The front panel headers are located where you would traditionally find them and have been sectioned off by a plastic block, helping to fit the G-Connector a little more easily. Between the front panel headers and the SATA ports is a 'Clear CMOS' jumper, while on the left is a USB 3.1 G1 header (sporting adjustable voltage/ DAC-UP 2) and another 2A 4pin fan/pump header.


The bottom edge sports the internal expansions/headers including the front panel audio block, SPDIF header, LED DEMO jumper alongside the RGBW LED header, a TPM header, and finally connectors for 2x 2 USB 2.0 ports. Despite baring the AMP-UP name on the EMI shield and Chemicon audio capacitors, there is no swappable OP-AMP within the audio circuitry. Unlike the Tomahawk B350, there is no direct mention of the audio circuitry being physically isolated, or the left/right audio channels having a separate PCB, so maybe GIGABYTE are relying a little too much that the ALC 1220 alone will carry high quality audio for the gamer.

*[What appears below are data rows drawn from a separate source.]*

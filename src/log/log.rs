// SPDX-License-Identifier: GPL-2.0-or-later

use common::{ILogger, LogEntry, LogLevel};
use std::{
    fmt,
    ops::Deref,
    time::{SystemTime, UNIX_EPOCH},
};
use tokio::sync::broadcast;

/// Broadcast-based logger shared across the handler graph. Every handler
/// holds an `ArcLogger` and calls `log()`; anything interested (a test, a
/// future CLI front-end) subscribes to the feed.
pub struct Logger {
    feed: broadcast::Sender<LogEntryWithTime>,
}

impl Logger {
    #[must_use]
    pub fn new() -> Self {
        let (feed, _) = broadcast::channel(64);
        Self { feed }
    }

    #[must_use]
    pub fn subscribe(&self) -> broadcast::Receiver<LogEntryWithTime> {
        self.feed.subscribe()
    }
}

impl Default for Logger {
    fn default() -> Self {
        Self::new()
    }
}

impl ILogger for Logger {
    fn log(&self, entry: LogEntry) {
        let entry = LogEntryWithTime {
            level: entry.level,
            source: entry.source,
            message: entry.message,
            time: UnixMicro::now(),
        };
        println!("{entry}");
        // Only errors if there are no subscribers.
        self.feed.send(entry).ok();
    }
}

/// Microseconds since the `UNIX_EPOCH`.
#[repr(transparent)]
#[derive(Clone, Copy, Debug, Default, PartialEq, Eq, PartialOrd, Ord)]
pub struct UnixMicro(u64);

impl UnixMicro {
    fn now() -> Self {
        UnixMicro(
            u64::try_from(
                SystemTime::now()
                    .duration_since(UNIX_EPOCH)
                    .expect("broken system clock")
                    .as_micros(),
            )
            .expect("really broken system clock"),
        )
    }
}

impl Deref for UnixMicro {
    type Target = u64;

    fn deref(&self) -> &Self::Target {
        &self.0
    }
}

#[derive(Clone, Debug, PartialEq, Eq)]
pub struct LogEntryWithTime {
    pub level: LogLevel,
    pub source: &'static str,
    pub message: String,
    pub time: UnixMicro,
}

impl fmt::Display for LogEntryWithTime {
    fn fmt(&self, f: &mut fmt::Formatter<'_>) -> fmt::Result {
        match self.level {
            LogLevel::Error => write!(f, "[ERROR] ")?,
            LogLevel::Warning => write!(f, "[WARNING] ")?,
            LogLevel::Info => write!(f, "[INFO] ")?,
            LogLevel::Debug => write!(f, "[DEBUG] ")?,
        };
        write!(f, "{}: {}", self.source, self.message)
    }
}

#[cfg(test)]
#[allow(clippy::unwrap_used)]
mod tests {
    use super::*;
    use pretty_assertions::assert_eq;

    #[tokio::test]
    async fn logger_messages() {
        let logger = Logger::new();
        let mut feed = logger.subscribe();

        logger.log(LogEntry::new(LogLevel::Info, "s1", "1".to_owned()));
        logger.log(LogEntry::new(LogLevel::Warning, "s2", "2".to_owned()));

        let mut actual = vec![feed.recv().await.unwrap(), feed.recv().await.unwrap()];
        actual.iter_mut().for_each(|v| v.time = UnixMicro(0));

        let expected = vec![
            LogEntryWithTime {
                level: LogLevel::Info,
                source: "s1",
                message: "1".to_owned(),
                time: UnixMicro(0),
            },
            LogEntryWithTime {
                level: LogLevel::Warning,
                source: "s2",
                message: "2".to_owned(),
                time: UnixMicro(0),
            },
        ];

        assert_eq!(actual, expected);
    }
}
// SPDX-License-Identifier: GPL-2.0-or-later

use std::fmt;

/// Failure category a [`crate::MediaHandler`] can report.
///
/// `EndOfStream` is informational: it signals that an origin has nothing
/// further to dispatch, not that anything went wrong.
#[derive(Clone, Copy, Debug, PartialEq, Eq)]
pub enum ErrorKind {
    Ok,
    InvalidArgument,
    FileFailure,
    ParserFailure,
    EncryptionError,
    TrickPlayError,
    EndOfStream,
    Cancelled,
    Unimplemented,
    Internal,
}

impl ErrorKind {
    // Mirrors a conventional process exit-code table: zero for success and
    // for the informational end-of-stream marker, non-zero otherwise.
    #[must_use]
    pub fn exit_code(self) -> i32 {
        match self {
            ErrorKind::Ok | ErrorKind::EndOfStream => 0,
            ErrorKind::InvalidArgument => 2,
            ErrorKind::FileFailure => 3,
            ErrorKind::ParserFailure => 4,
            ErrorKind::EncryptionError => 5,
            ErrorKind::TrickPlayError => 6,
            ErrorKind::Cancelled => 130,
            ErrorKind::Unimplemented => 120,
            ErrorKind::Internal => 1,
        }
    }
}

/// Result of a single `MediaHandler` call: a kind plus an optional
/// human-readable detail. Cloneable so an `Orchestrator` can hand the same
/// failure to every sibling origin it cancels.
#[derive(Clone, Debug, PartialEq, Eq)]
pub struct Status {
    pub kind: ErrorKind,
    pub detail: String,
}

impl Status {
    #[must_use]
    pub fn ok() -> Self {
        Self {
            kind: ErrorKind::Ok,
            detail: String::new(),
        }
    }

    #[must_use]
    pub fn end_of_stream() -> Self {
        Self {
            kind: ErrorKind::EndOfStream,
            detail: String::new(),
        }
    }

    #[must_use]
    pub fn new(kind: ErrorKind, detail: impl Into<String>) -> Self {
        Self {
            kind,
            detail: detail.into(),
        }
    }

    #[must_use]
    pub fn is_ok(&self) -> bool {
        self.kind == ErrorKind::Ok
    }

    // Anything other than `Ok` and the informational `EndOfStream` halts
    // dispatch along the calling edge.
    #[must_use]
    pub fn is_error(&self) -> bool {
        !matches!(self.kind, ErrorKind::Ok | ErrorKind::EndOfStream)
    }

    #[must_use]
    pub fn is_end_of_stream(&self) -> bool {
        self.kind == ErrorKind::EndOfStream
    }
}

impl Default for Status {
    fn default() -> Self {
        Self::ok()
    }
}

impl fmt::Display for Status {
    fn fmt(&self, f: &mut fmt::Formatter<'_>) -> fmt::Result {
        if self.detail.is_empty() {
            write!(f, "{:?}", self.kind)
        } else {
            write!(f, "{:?}: {}", self.kind, self.detail)
        }
    }
}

The M.2 slot supports M.2 SSDs up to 110mm in length, and supports either PCIe SSDs or SATA SSDs, if you use a SATA SSD, the 'SATA port 3' will become unavailable, while using a PCIe SSD will render both the ASATA ports unavailable.


The rear ports afford a universal PS/2, 2x USB 3.1 G1, DVI-D, HDMI 1.4a, USB 2.0 (DAC-UP 2), 2x USB 3.1 G2 (red), 2x USB 3.1 G1, gigabit LAN (Realtek, would have been nice to see an Intel LAN solution), analogue audio ports and an optical S/PDIF out.


The Accent LED Overlay is red by default, but can be changed with the RGB Fusion app (accessed via the GIGABYTE APP Center) with additional RGB lighting surrounding the audio section also. The lighting can display most primary colours with decent vibrancy (such as Red, orange, yellow, green, cyan, Blue, Purple. violet, magenta) though struggles with in between colours and white. The Colour wheel in app too is not calibrated very well so requires a fair amount of playing around to get the bold colour you desire as orange is still clearly within the red zone, yellow clearly in the orange zone, and green clearly in the yellow zone etc. Overall the LED lighting can look very attractive and features some simple effects such as pulsing, flashing, spectrum cycle (which doesn't look all that great unfortunately), flashing to the beat of music. There are some more advanced lighting modes including activity indicators (unfortunately not customisable from the standard Green-Orange) such as CPU activity, LAN activity, and temperature, as well as custom colour cycles.